- [Exercise goal]:
Filter the listing below down to the lines holding the word "decode", and copy those lines.
──────────────────────────────
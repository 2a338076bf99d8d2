//! Encoding and decoding of the DMR BPTC(196, 96) block product turbo code.
//!
//! The 96 payload bits are laid out in a 13x15 matrix (plus one unused leading bit)
//! where each of the first 9 rows is a (15, 11) Hamming codeword and each of the 15
//! columns is a (13, 9) Hamming codeword. The matrix is then scattered across the burst
//! with a fixed multiplicative interleaver.
//!
//! Decoding never fails: payload bits beyond the correction capacity of the code are
//! passed through, so callers must follow up with an outer integrity check.

use tracing::trace;

use crate::bits::BitPlane;
use crate::coding::hamming;

/// Number of bits in the code.
pub const CODE_BITS: usize = 196;

/// Number of bytes in a burst carrying the code.
pub const FRAME_BYTES: usize = 33;

/// Number of payload bytes carried by the code.
pub const PAYLOAD_BYTES: usize = 12;

/// Maximum number of column/row correction passes made over a received matrix.
const MAX_PASSES: usize = 5;

/// Matrix row/column stride.
const STRIDE: usize = 15;

/// Inclusive ranges of matrix positions that hold payload bits, in payload order.
const DATA_RANGES: [(usize, usize); 9] = [
    (4, 11),
    (16, 26),
    (31, 41),
    (46, 56),
    (61, 71),
    (76, 86),
    (91, 101),
    (106, 116),
    (121, 131),
];

/// Map the given matrix position to its position in the transmitted bit stream.
fn interleave(pos: usize) -> usize { pos * 181 % CODE_BITS }

/// BPTC(196, 96) coder holding its scratch planes.
#[derive(Clone, Debug, Default)]
pub struct Bptc19696 {
    /// Bits in transmitted order.
    raw: BitPlane<CODE_BITS>,
    /// Bits in matrix order.
    deinterleaved: BitPlane<CODE_BITS>,
}

impl Bptc19696 {
    /// Construct a new `Bptc19696` with cleared planes.
    pub fn new() -> Self { Self::default() }

    /// Recover the 12 payload bytes from the given 33-byte burst, correcting errors where
    /// possible.
    pub fn decode(&mut self, frame: &[u8]) -> [u8; PAYLOAD_BYTES] {
        assert!(frame.len() >= FRAME_BYTES);

        self.extract_binary(frame);
        self.deinterleave();
        self.correct();
        self.extract_data()
    }

    /// Encode the 12 payload bytes into the given 33-byte burst.
    ///
    /// Bytes 13 to 19 are left untouched, as are all but the 2 MSBs of byte 12 and all but
    /// the 2 LSBs of byte 20, since those belong to neighbouring fields of the burst.
    pub fn encode(&mut self, payload: &[u8; PAYLOAD_BYTES], frame: &mut [u8]) {
        assert!(frame.len() >= FRAME_BYTES);

        self.place_data(payload);
        self.add_parity();
        self.interleave();
        self.insert_binary(frame);
    }

    fn extract_binary(&mut self, frame: &[u8]) {
        self.raw.clear();

        for (i, &byte) in frame[..13].iter().enumerate() {
            self.raw.load_byte(i * 8, byte);
        }

        // Two bits of the first half are carried at the end of byte 20.
        self.raw[98] = frame[20] >> 1 & 1 == 1;
        self.raw[99] = frame[20] & 1 == 1;

        for (i, &byte) in frame[21..FRAME_BYTES].iter().enumerate() {
            self.raw.load_byte(100 + i * 8, byte);
        }
    }

    fn deinterleave(&mut self) {
        for a in 0..CODE_BITS {
            self.deinterleaved[a] = self.raw[interleave(a)];
        }
    }

    fn interleave(&mut self) {
        self.raw.clear();

        for a in 0..CODE_BITS {
            self.raw[interleave(a)] = self.deinterleaved[a];
        }
    }

    /// Run column then row correction until a pass fixes nothing or the pass limit is
    /// reached.
    fn correct(&mut self) {
        for pass in 0..MAX_PASSES {
            let mut fixing = false;

            for c in 0..STRIDE {
                let mut col = self.column(c);

                if hamming::short::correct_bits(&mut col) {
                    self.set_column(c, &col);
                    fixing = true;
                }
            }

            for r in 0..9 {
                let start = r * STRIDE + 1;

                if hamming::standard::correct_bits(
                    &mut self.deinterleaved.as_mut_slice()[start..start + STRIDE])
                {
                    fixing = true;
                }
            }

            if !fixing {
                break;
            }

            trace!(pass, "BPTC corrected bits");
        }
    }

    fn add_parity(&mut self) {
        for r in 0..9 {
            let start = r * STRIDE + 1;
            hamming::standard::encode_bits(
                &mut self.deinterleaved.as_mut_slice()[start..start + STRIDE]);
        }

        for c in 0..STRIDE {
            let mut col = self.column(c);
            hamming::short::encode_bits(&mut col);
            self.set_column(c, &col);
        }
    }

    fn column(&self, c: usize) -> [bool; 13] {
        let mut col = [false; 13];

        for (a, bit) in col.iter_mut().enumerate() {
            *bit = self.deinterleaved[c + 1 + a * STRIDE];
        }

        col
    }

    fn set_column(&mut self, c: usize, col: &[bool; 13]) {
        for (a, &bit) in col.iter().enumerate() {
            self.deinterleaved[c + 1 + a * STRIDE] = bit;
        }
    }

    fn extract_data(&self) -> [u8; PAYLOAD_BYTES] {
        let mut data = BitPlane::<96>::new();

        DATA_RANGES.iter()
            .flat_map(|&(start, end)| start..=end)
            .enumerate()
            .for_each(|(i, pos)| data[i] = self.deinterleaved[pos]);

        let mut bytes = [0; PAYLOAD_BYTES];
        data.write_bytes(&mut bytes);

        bytes
    }

    fn place_data(&mut self, payload: &[u8; PAYLOAD_BYTES]) {
        let data = BitPlane::<96>::from_bytes(payload);

        self.deinterleaved.clear();

        DATA_RANGES.iter()
            .flat_map(|&(start, end)| start..=end)
            .enumerate()
            .for_each(|(i, pos)| self.deinterleaved[pos] = data[i]);
    }

    fn insert_binary(&self, frame: &mut [u8]) {
        for (i, byte) in frame[..12].iter_mut().enumerate() {
            *byte = self.raw.byte_at(i * 8);
        }

        let byte = self.raw.byte_at(96);
        frame[12] = (frame[12] & 0x3F) | (byte & 0xC0);
        frame[20] = (frame[20] & 0xFC) | (byte >> 4 & 0x03);

        for (i, byte) in frame[21..FRAME_BYTES].iter_mut().enumerate() {
            *byte = self.raw.byte_at(100 + i * 8);
        }
    }
}

#[cfg(test)]
mod test {
    use super::*;
    use rand::{Rng, SeedableRng};
    use rand::rngs::StdRng;

    /// Locate the byte and bit mask carrying the given transmitted bit.
    fn raw_location(pos: usize) -> (usize, u8) {
        match pos {
            0..=97 => (pos / 8, 0x80 >> (pos % 8)),
            98 => (20, 0b10),
            99 => (20, 0b01),
            _ => (21 + (pos - 100) / 8, 0x80 >> ((pos - 100) % 8)),
        }
    }

    #[test]
    fn test_interleave_permutation() {
        let mut seen = [false; CODE_BITS];

        for a in 0..CODE_BITS {
            assert!(!seen[interleave(a)]);
            seen[interleave(a)] = true;
        }

        assert_eq!(interleave(0), 0);
        assert_eq!(interleave(1), 181);
        assert_eq!(interleave(2), 166);
    }

    #[test]
    fn test_interleave_idempotent() {
        let mut rng = StdRng::seed_from_u64(0x196);
        let mut bptc = Bptc19696::new();

        for _ in 0..20 {
            let mut orig = BitPlane::<CODE_BITS>::new();

            for bit in orig.as_mut_slice() {
                *bit = rng.random();
            }

            bptc.deinterleaved = orig;
            bptc.interleave();
            bptc.deinterleave();
            assert_eq!(bptc.deinterleaved, orig);

            bptc.raw = orig;
            bptc.deinterleave();
            bptc.interleave();
            assert_eq!(bptc.raw, orig);
        }
    }

    #[test]
    fn test_data_ranges() {
        let total: usize = DATA_RANGES.iter().map(|&(s, e)| e - s + 1).sum();
        assert_eq!(total, 96);
    }

    #[test]
    fn test_round_trip() {
        let mut rng = StdRng::seed_from_u64(96);
        let mut bptc = Bptc19696::new();

        for _ in 0..200 {
            let mut payload = [0; PAYLOAD_BYTES];
            rng.fill(&mut payload[..]);

            let mut frame = [0; FRAME_BYTES];
            bptc.encode(&payload, &mut frame);
            assert_eq!(bptc.decode(&frame), payload);
        }
    }

    #[test]
    fn test_preserves_neighbours() {
        let payload = [0xA5; PAYLOAD_BYTES];
        let mut frame = [0xFF; FRAME_BYTES];

        Bptc19696::new().encode(&payload, &mut frame);

        assert_eq!(frame[12] & 0x3F, 0x3F);
        assert_eq!(frame[20] & 0xFC, 0xFC);
        assert!(frame[13..20].iter().all(|&b| b == 0xFF));

        assert_eq!(Bptc19696::new().decode(&frame), payload);
    }

    #[test]
    fn test_single_bit_errors() {
        let mut rng = StdRng::seed_from_u64(0xB97C);
        let mut bptc = Bptc19696::new();

        for _ in 0..10 {
            let mut payload = [0; PAYLOAD_BYTES];
            rng.fill(&mut payload[..]);

            let mut frame = [0; FRAME_BYTES];
            bptc.encode(&payload, &mut frame);

            for pos in 0..CODE_BITS {
                let (byte, mask) = raw_location(pos);
                let mut bad = frame;
                bad[byte] ^= mask;

                assert_eq!(bptc.decode(&bad), payload, "bit {}", pos);
            }
        }
    }

    #[test]
    fn test_zero_payload() {
        let mut frame = [0; FRAME_BYTES];
        Bptc19696::new().encode(&[0; PAYLOAD_BYTES], &mut frame);
        assert!(frame.iter().all(|&b| b == 0));
    }
}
──────────────────────────────
- [Task solution]:
    pub fn decode(&mut self, frame: &[u8]) -> [u8; PAYLOAD_BYTES] {
            assert_eq!(bptc.decode(&frame), payload);
        assert_eq!(Bptc19696::new().decode(&frame), payload);
                assert_eq!(bptc.decode(&bad), payload, "bit {}", pos);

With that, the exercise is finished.